Renewed USD strength following the impressive July jobs report from the US seems to be weighing heavily on gold on Friday.
The US Bureau of Labor Statistics announced that Nonfarm Payrolls (NFP) in the US rose by 943,000 in July, compared to analysts’ estimate of 870,000. Moreover, June’s increase got revised up to 938,000 from 850,000 and the Unemployment Rate declined to 5.4% from 5.9% in June.
Reflecting the positive impact of the NFP data on the greenback, the US Dollar Index advanced to its highest level in more than a week and was last seen gaining 0.38% on the day at 92.61.
Commenting on the data, “with these figures, has the US economy made “substantial further progress? That is the term the all-powerful Federal Reserve set for withdrawing stimulus. The answer seems to be positive,” said GoldSilverReports analyst Neal Bhai. “Prospects of fewer dollars printed mean a stronger greenback, while the specter of rate hikes gives investors a cause for a pause when coming to stocks.”
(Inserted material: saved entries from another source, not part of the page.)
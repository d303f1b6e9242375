//! World configuration.
//!
//! Loaded from `verdant.toml` when present; every field has a default so a
//! partial file is fine.

use std::fs;
use std::path::Path;

use serde::{Deserialize, Serialize};
use tracing::{info, warn};
use verdant_common::{Biome, ChunkCoord, ChunkDims, ConfigError};

use crate::generation::{GenerationParams, DEFAULT_CHUNK_HEIGHT, DEFAULT_CHUNK_WIDTH};

/// Default configuration file name.
pub const CONFIG_FILE: &str = "verdant.toml";

/// How the window buffer follows an origin shift.
#[derive(Debug, Clone, Copy, Default, PartialEq, Eq, Serialize, Deserialize)]
#[serde(rename_all = "snake_case")]
pub enum ReloadStrategy {
    /// Clear the buffer and reload every chunk of the new window.
    FullReload,
    /// Move surviving chunk regions, then load only newly exposed chunks.
    #[default]
    Shift,
}

/// World and streaming configuration.
#[derive(Debug, Clone, PartialEq, Serialize, Deserialize)]
#[serde(default)]
pub struct WorldConfig {
    /// World seed.
    pub seed: u32,
    /// Biome used for every chunk.
    pub biome: Biome,
    /// Chunk width in tiles.
    pub chunk_width: u32,
    /// Chunk height in tiles.
    pub chunk_height: u32,
    /// Tile size in pixels.
    pub tile_size: u32,
    /// Chunks kept loaded on each side of the observer.
    pub load_radius: u32,
    /// Buffer update strategy on origin shift.
    pub reload_strategy: ReloadStrategy,
    /// Pristine cache entries beyond this chunk radius are dropped.
    /// `None` keeps everything.
    pub cache_retention_radius: Option<u32>,
    /// Mining reach in tiles.
    pub max_interaction_distance: f64,
    /// Chunk column the observer starts in.
    pub start_chunk_x: i32,
    /// Terrain generation parameters.
    pub generation: GenerationParams,
}

impl Default for WorldConfig {
    fn default() -> Self {
        Self {
            seed: 1337,
            biome: Biome::Forest,
            chunk_width: DEFAULT_CHUNK_WIDTH,
            chunk_height: DEFAULT_CHUNK_HEIGHT,
            tile_size: 32,
            load_radius: 2,
            reload_strategy: ReloadStrategy::Shift,
            cache_retention_radius: None,
            max_interaction_distance: 5.0,
            start_chunk_x: 50,
            generation: GenerationParams::default(),
        }
    }
}

impl WorldConfig {
    /// Loads configuration from a file, falling back to defaults when the
    /// file is missing or unreadable.
    #[must_use]
    pub fn load_from<P: AsRef<Path>>(path: P) -> Self {
        let path = path.as_ref();

        if !path.exists() {
            info!("Config file not found, using defaults");
            return Self::default();
        }

        let contents = match fs::read_to_string(path) {
            Ok(contents) => contents,
            Err(e) => {
                warn!("Failed to read config file: {e}");
                return Self::default();
            },
        };

        match toml::from_str(&contents) {
            Ok(config) => {
                info!("Loaded config from {}", path.display());
                config
            },
            Err(e) => {
                warn!("Failed to parse config file: {e}");
                Self::default()
            },
        }
    }

    /// Writes the configuration as pretty TOML, creating parent directories.
    ///
    /// # Errors
    ///
    /// Returns an error if the file cannot be written or serialized.
    pub fn save_to<P: AsRef<Path>>(&self, path: P) -> Result<(), ConfigError> {
        let path = path.as_ref();

        if let Some(parent) = path.parent() {
            fs::create_dir_all(parent)?;
        }

        let contents = toml::to_string_pretty(self)?;
        fs::write(path, contents)?;

        info!("Saved config to {}", path.display());
        Ok(())
    }

    /// Clamps values to workable ranges.
    pub fn validate(&mut self) {
        self.chunk_width = self.chunk_width.clamp(4, 256);
        self.chunk_height = self.chunk_height.clamp(16, 256);
        self.tile_size = self.tile_size.clamp(1, 256);
        self.load_radius = self.load_radius.clamp(1, 8);
        self.max_interaction_distance = self.max_interaction_distance.clamp(1.0, 64.0);

        if let Some(radius) = self.cache_retention_radius {
            if radius <= self.load_radius {
                warn!(
                    "cache_retention_radius {} must exceed load_radius {}, using {}",
                    radius,
                    self.load_radius,
                    self.load_radius + 1
                );
                self.cache_retention_radius = Some(self.load_radius + 1);
            }
        }

        let flora = &mut self.generation.flora;
        flora.tree_min_height = flora.tree_min_height.clamp(1, 16);
        flora.tree_max_height = flora.tree_max_height.clamp(flora.tree_min_height, 16);
        flora.bush_branch_chance = flora.bush_branch_chance.clamp(0.0, 1.0);
        flora.bush_flower_chance = flora.bush_flower_chance.clamp(0.0, 1.0);

        self.generation.surface_noise_scale = self.generation.surface_noise_scale.max(1.0);
        self.generation.cave_noise_scale = self.generation.cave_noise_scale.max(1.0);
        self.generation.surface_depth = self.generation.surface_depth.max(0);
    }

    /// Chunk dimensions.
    #[must_use]
    pub const fn dims(&self) -> ChunkDims {
        ChunkDims::new(self.chunk_width, self.chunk_height)
    }

    /// The chunk the observer starts in.
    #[must_use]
    pub const fn start_chunk(&self) -> ChunkCoord {
        ChunkCoord::new(self.start_chunk_x, 0)
    }
}

#[cfg(test)]
mod tests {
    use super::*;

    #[test]
    fn test_defaults() {
        let config = WorldConfig::default();
        assert_eq!(config.dims(), ChunkDims::new(32, 60));
        assert_eq!(config.load_radius, 2);
        assert_eq!(config.tile_size, 32);
        assert_eq!(config.start_chunk(), ChunkCoord::new(50, 0));
        assert_eq!(config.reload_strategy, ReloadStrategy::Shift);
        assert!(config.cache_retention_radius.is_none());
    }

    #[test]
    fn test_round_trip_through_file() {
        let dir = tempfile::tempdir().expect("tempdir");
        let path = dir.path().join("nested").join(CONFIG_FILE);

        let config = WorldConfig {
            seed: 9,
            biome: Biome::Desert,
            reload_strategy: ReloadStrategy::FullReload,
            cache_retention_radius: Some(6),
            ..WorldConfig::default()
        };
        config.save_to(&path).expect("save config");

        assert_eq!(WorldConfig::load_from(&path), config);
    }

    #[test]
    fn test_partial_file_uses_defaults() {
        let dir = tempfile::tempdir().expect("tempdir");
        let path = dir.path().join(CONFIG_FILE);
        fs::write(&path, "seed = 77\nreload_strategy = \"full_reload\"\n").expect("write");

        let config = WorldConfig::load_from(&path);
        assert_eq!(config.seed, 77);
        assert_eq!(config.reload_strategy, ReloadStrategy::FullReload);
        assert_eq!(config.load_radius, 2);
        assert_eq!(config.generation, GenerationParams::default());
    }

    #[test]
    fn test_invalid_file_uses_defaults() {
        let dir = tempfile::tempdir().expect("tempdir");
        let path = dir.path().join(CONFIG_FILE);
        fs::write(&path, "seed = \"not a number\"").expect("write");
        assert_eq!(WorldConfig::load_from(&path), WorldConfig::default());

        let missing = dir.path().join("missing.toml");
        assert_eq!(WorldConfig::load_from(missing), WorldConfig::default());
    }

    #[test]
    fn test_validate_clamps() {
        let mut config = WorldConfig {
            load_radius: 0,
            cache_retention_radius: Some(1),
            max_interaction_distance: 0.0,
            ..WorldConfig::default()
        };
        config.generation.flora.tree_min_height = 9;
        config.generation.flora.tree_max_height = 3;
        config.validate();

        assert_eq!(config.load_radius, 1);
        assert_eq!(config.cache_retention_radius, Some(2));
        assert!((config.max_interaction_distance - 1.0).abs() < f64::EPSILON);
        assert_eq!(config.generation.flora.tree_max_height, 9);
    }
}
Gold Price Technical Outlook
With this recent decline, the Relative Strength Index (RSI) indicator on the daily chart dropped below 40 but continues to stay above 30, suggesting that there is more room on the downside before gold become technically oversold. Furthermore, the pair remains on track to close below the 100-day SMA for the first time since mid-June, reaffirming the bearish shift in the near-term technical outlook.
On the downside, the initial resistance is located at $1,760 (static level). Below that level, the next target could be seen at $1,750 (June 29 low).
Resistances, on the other hand, are located at $1,800 (psychological level), $1,805 (100-day SMA) and $1,820 (200-day SMA).